In my experiences for the resources that this occurs for they are not created. If I re-run it tries to create again and normally succeeds.

While this particular error seems refined to initial creation of a baseline, updates also seem to be problematic. E.g. lets say I add a user to the baseline for VA1258 - sometimes TF reports it is done, but if I check manually I see it has not been done. If I re-run pipeline, it warns me that a change was made outside of TF (removing the user from the baseline). It seems it failed to update the first time around, but TF thinks it updated OK.

[jamesw4]

I'm starting to wonder if the root of this really is the provider and not Azure. I've enabled trace logging and reproduced the issue. What I'm seeing is.

• Put request to Azure API for the baseline resource (including my correct payload).
• HTTP 200 response to the put.
• A get request for the same baseline resource.
• A HTTP 404 response to the get.

Cross checking the correlation id from the trace log to the activity log in azure I see that the action for this baseline is reported as "started" and then also a separate event for "succeeded".

[jamesw4]

Going to raise ticket with MS. In my scenario we are setting 6 baselines, randomly but quite frequently upon create one or two would get the error mention in the first post.

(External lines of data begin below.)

//! Authentication lookups
//!
//! Credential table plus the simulated slow user lookup.

pub mod credentials;
pub mod lookup;

pub use lookup::{
    check_user_exists, check_user_exists_async, check_user_exists_with, simulated_latency,
};
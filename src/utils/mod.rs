//! Utility functions
//!
//! Provides logging helpers.

pub mod logging;
//! Credential table
//!
//! Fixed username-to-password mapping used for membership tests.

use std::collections::HashMap;
use std::sync::LazyLock;

/// Static credential table, read-only for the process lifetime
pub(crate) static PWDB: LazyLock<HashMap<&'static str, &'static str>> = LazyLock::new(|| {
    let mut creds = HashMap::new();
    creds.insert("pelita", "81d");
    creds.insert("aspp", "8d91");
    creds.insert("ASPP", "1djk");
    creds.insert("tiziano", "asd,123");
    creds
});

/// Returns true if `username` is a key in the table. Case-sensitive, no delay.
pub fn contains(username: &str) -> bool {
    PWDB.contains_key(username)
}

/// Iterates over every username in the table
pub fn usernames() -> impl Iterator<Item = &'static str> {
    PWDB.keys().copied()
}

#[cfg(test)]
mod tests {
    use super::*;

    #[test]
    fn test_known_users_present() {
        for name in ["pelita", "aspp", "ASPP", "tiziano"] {
            assert!(contains(name), "{name} should be in the table");
        }
    }

    #[test]
    fn test_case_sensitive() {
        assert!(contains("aspp"));
        assert!(contains("ASPP"));
        assert!(!contains("Aspp"));
        assert!(!contains("PELITA"));
    }

    #[test]
    fn test_usernames_lists_all_keys() {
        let mut names: Vec<_> = usernames().collect();
        names.sort_unstable();
        assert_eq!(names, vec!["ASPP", "aspp", "pelita", "tiziano"]);
    }
}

As a test I added dependencies in TF just to test if them being done in sequence vs parallel had any impact. It seems in my case it does, have not been able to get it to fail when they are created in sequence.

Then went and tested with the az PowerShell module. Same findings, doing the 6 of them in parallel resulted sometimes in one or two of them not being created despite PowerShell reporting all were created ok.

[krohm]

@jamesw4 , any update on this?

[jamesw4]

My issues didn’t seem specific to TF. In the end I worked around this using dependencies so they created in sequence rather than in parallel. I think MS has maybe sorted since as when I tried to reproduce the issue weeks later again with PowerShell I couldn’t reproduce the issue anymore. Thanks.

[jsmith-speedeon]

I'm hitting this in April of 2023. It seems that applying multiple baselines to the same data warehouse sku (in my case) causes the above error:

Error: Provider produced inconsistent result after apply When applying changes to azurerm_mssql_database_vulnerability_assessment_rule_baseline.sqlserver-va1248-baseline, provider "provider[\"registry.terraform.io/hashicorp/azurerm\"]" produced an unexpected new value: Root resource was present, but now absent.

If I apply multiple times, it eventually applies all the baselines. But there is definitely some kind of race condition it would seem.

[jamesw4]

Since changed jobs, hit by this issue again. Used same work around of chaining dependencies between each baseline resource so they are not created in parallel.